//! Curve25519 key material.
//!
//! A key pair for the signature scheme is made of three 32-byte values:
//!
//! - the **private key** `k`, a clamped scalar, also usable for key
//!   agreement,
//! - the **public key** `P = k·G`, packed x-coordinate only,
//! - the **signing key** `s`, the scalar with `s·|P| = G`, where `|P|` is
//!   whichever of `±P` has the non-negative y-coordinate.
//!
//! The signing key is what lets the verifier work from the x-coordinate of
//! `P` alone, without knowing the sign of its y-coordinate.

use std::fmt::{Display, Formatter, Result as FmtResult};

use crate::curve25519::bignum::{BignumError, inverse_mod_order, mula_small};
use crate::curve25519::constants::{BASE_POINT, ORDER_TIMES_8};
use crate::curve25519::ct::ConstantTime;
use crate::curve25519::field::FieldElement;
use crate::curve25519::ladder::{LadderOutput, base_point, negated_y, scalar_mult, x_to_y2};

/// Errors that can occur when handling key material.
#[derive(Debug, Clone, Copy, PartialEq, Eq)]
pub enum KeyError {
    /// The input is not exactly 32 bytes long.
    InvalidLength,
    /// The public key is not the x-coordinate of a usable curve point.
    InvalidPublicKey,
}

impl Display for KeyError {
    fn fmt(&self, f: &mut Formatter<'_>) -> FmtResult {
        match self {
            KeyError::InvalidLength => f.write_str("key material must be 32 bytes"),
            KeyError::InvalidPublicKey => f.write_str("invalid public key"),
        }
    }
}

impl std::error::Error for KeyError {}

/// Clamps a raw scalar in place.
///
/// Clears the three low bits (cofactor), clears bit 255 and sets bit 254,
/// so every private key has the same bit length.
pub fn clamp(k: &mut [u8; 32]) {
    k[31] &= 0x7f;
    k[31] |= 0x40;
    k[0] &= 0xf8;
}

fn array_from_slice(bytes: &[u8]) -> Result<[u8; 32], KeyError> {
    bytes.try_into().map_err(|_| KeyError::InvalidLength)
}

/// A clamped private scalar.
///
/// Used both as the key-agreement secret and as the nonce `x` of a signature.
#[derive(Clone, Copy)]
pub struct PrivateKey([u8; 32]);

impl PrivateKey {
    /// Builds a private key from 32 random bytes, clamping them.
    pub fn from_bytes(bytes: &[u8; 32]) -> Self {
        let mut k = *bytes;
        clamp(&mut k);
        PrivateKey(k)
    }

    /// Returns the clamped scalar.
    #[inline]
    pub fn to_bytes(&self) -> [u8; 32] {
        self.0
    }

    /// Computes the public key `k·G`.
    ///
    /// Unlike [`keygen`] this skips the signing scalar and runs in constant
    /// time.
    pub fn public_key(&self) -> PublicKey {
        PublicKey(scalar_mult(&self.0, &base_point()).x.to_bytes())
    }
}

impl TryFrom<&[u8]> for PrivateKey {
    type Error = KeyError;

    fn try_from(bytes: &[u8]) -> Result<Self, Self::Error> {
        Ok(PrivateKey::from_bytes(&array_from_slice(bytes)?))
    }
}

/// A public key: the packed x-coordinate of `k·G`.
#[derive(Clone, Copy, Debug, PartialEq, Eq)]
pub struct PublicKey([u8; 32]);

impl PublicKey {
    /// Wraps a packed x-coordinate. No validation is performed.
    pub const fn from_bytes(bytes: [u8; 32]) -> Self {
        PublicKey(bytes)
    }

    /// Returns the packed x-coordinate.
    #[inline]
    pub fn to_bytes(&self) -> [u8; 32] {
        self.0
    }

    /// Returns `true` if this key can be used for verification.
    ///
    /// The x-coordinate must belong to a point of the curve (not its twist),
    /// must not be 0 (the point of order 2), and must differ from the base
    /// point's, since verification divides by `Px − Gx`.
    pub fn is_valid(&self) -> bool {
        self.validate().is_ok()
    }

    /// Checks [`is_valid`](Self::is_valid) and returns the unpacked
    /// x-coordinate, `y²` and a square root of `y²`.
    pub(crate) fn validate(&self) -> Result<ValidatedPoint, KeyError> {
        let x = FieldElement::from_bytes(&self.0);
        let y2 = x_to_y2(&x);
        let y = y2.sqrt();

        let on_curve = y.square().ct_eq(&y2);
        let is_base = (x - base_point()).is_zero();
        let is_order_two = x.is_zero();

        if !on_curve || is_base || is_order_two {
            log::debug!(
                "rejected public key (on_curve: {on_curve}, base point: {is_base}, order two: {is_order_two})"
            );
            return Err(KeyError::InvalidPublicKey);
        }

        Ok(ValidatedPoint { x, y2, y })
    }
}

impl TryFrom<&[u8]> for PublicKey {
    type Error = KeyError;

    fn try_from(bytes: &[u8]) -> Result<Self, Self::Error> {
        Ok(PublicKey(array_from_slice(bytes)?))
    }
}

/// An unpacked public key that passed validation.
#[derive(Clone, Copy, Debug)]
pub(crate) struct ValidatedPoint {
    pub(crate) x: FieldElement,
    pub(crate) y2: FieldElement,
    pub(crate) y: FieldElement,
}

/// The signing scalar `s`, in `[0, q)`.
#[derive(Clone, Copy)]
pub struct SigningKey([u8; 32]);

impl SigningKey {
    /// Wraps a signing scalar.
    pub const fn from_bytes(bytes: [u8; 32]) -> Self {
        SigningKey(bytes)
    }

    /// Returns the scalar bytes.
    #[inline]
    pub fn to_bytes(&self) -> [u8; 32] {
        self.0
    }
}

impl TryFrom<&[u8]> for SigningKey {
    type Error = KeyError;

    fn try_from(bytes: &[u8]) -> Result<Self, Self::Error> {
        Ok(SigningKey(array_from_slice(bytes)?))
    }
}

/// Output of [`keygen`].
#[derive(Clone, Copy)]
pub struct KeyPair {
    /// Packed x-coordinate of `k·G`.
    pub public: PublicKey,
    /// Signing scalar `s`.
    pub signing: SigningKey,
    /// Clamped private scalar `k`.
    pub private: PrivateKey,
}

/// Generates a key pair from 32 caller-provided random bytes.
///
/// ## Algorithm
///
/// 1. Clamp `k`.
/// 2. Run the ladder on the base point, giving `Px` and the companion
///    point `P + G`.
/// 3. Recover `−Py` from `Px`, `X(P + G)` and the curve constants.
/// 4. Pick `k` if `−Py` is negative (so `P = |P|`), `8q − k` otherwise
///    (so `−P = |P|`). The choice is a masked select.
/// 5. Invert the choice modulo `q`.
///
/// ## Security
///
/// The modular inverse in step 5 is a Euclidean algorithm whose running
/// time depends on `k`. Use [`PrivateKey::public_key`] when only the public
/// key is needed.
pub fn keygen(k: &[u8; 32]) -> KeyPair {
    let private = PrivateKey::from_bytes(k);

    let ladder = scalar_mult(&private.0, &base_point());

    // k has bit 254 set, and 8q > 2^255 > k, so neither candidate is zero
    let signing = match signing_scalar(&private.0, &ladder) {
        Ok(s) => s,
        Err(BignumError::DivisionByZero) => unreachable!("clamped scalar is never zero"),
    };

    KeyPair {
        public: PublicKey(ladder.x.to_bytes()),
        signing: SigningKey(signing),
        private,
    }
}

/// Derives `s = ±k⁻¹ mod q` from the base-point ladder output for `k`.
pub(crate) fn signing_scalar(k: &[u8; 32], ladder: &LadderOutput) -> Result<[u8; 32], BignumError> {
    let minus_py = negated_y(&ladder.x, &ladder.companion);

    let mut negated = ORDER_TIMES_8;
    mula_small(&mut negated, 0, k, -1);

    let chosen = negated.ct_select(k, minus_py.is_negative());

    inverse_mod_order(&chosen)
}

/// Diffie–Hellman key agreement.
///
/// Returns the packed x-coordinate of `private · peer`. Bit 255 of the
/// peer key is ignored, as in RFC 7748. The result is all zeros for
/// low-order peer points and is returned as-is.
pub fn agree(private: &PrivateKey, peer: &PublicKey) -> [u8; 32] {
    let mut u = peer.0;
    u[31] &= 0x7f;

    scalar_mult(&private.0, &FieldElement::from_bytes(&u))
        .x
        .to_bytes()
}

/// The base point as a public key, `1·G`.
pub const BASE: PublicKey = PublicKey(BASE_POINT);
━━━━━━━━
_TASK_:
After locating the line holding "mula_small(&mut negated, 0, k, -1);" above, output exactly that line and every line after it through the line holding "all zeros for". Include nothing else.

_EXPECTED OUTPUT_:
    mula_small(&mut negated, 0, k, -1);

    let chosen = negated.ct_select(k, minus_py.is_negative());

    inverse_mod_order(&chosen)
}

/// Diffie–Hellman key agreement.
///
/// Returns the packed x-coordinate of `private · peer`. Bit 255 of the
/// peer key is ignored, as in RFC 7748. The result is all zeros for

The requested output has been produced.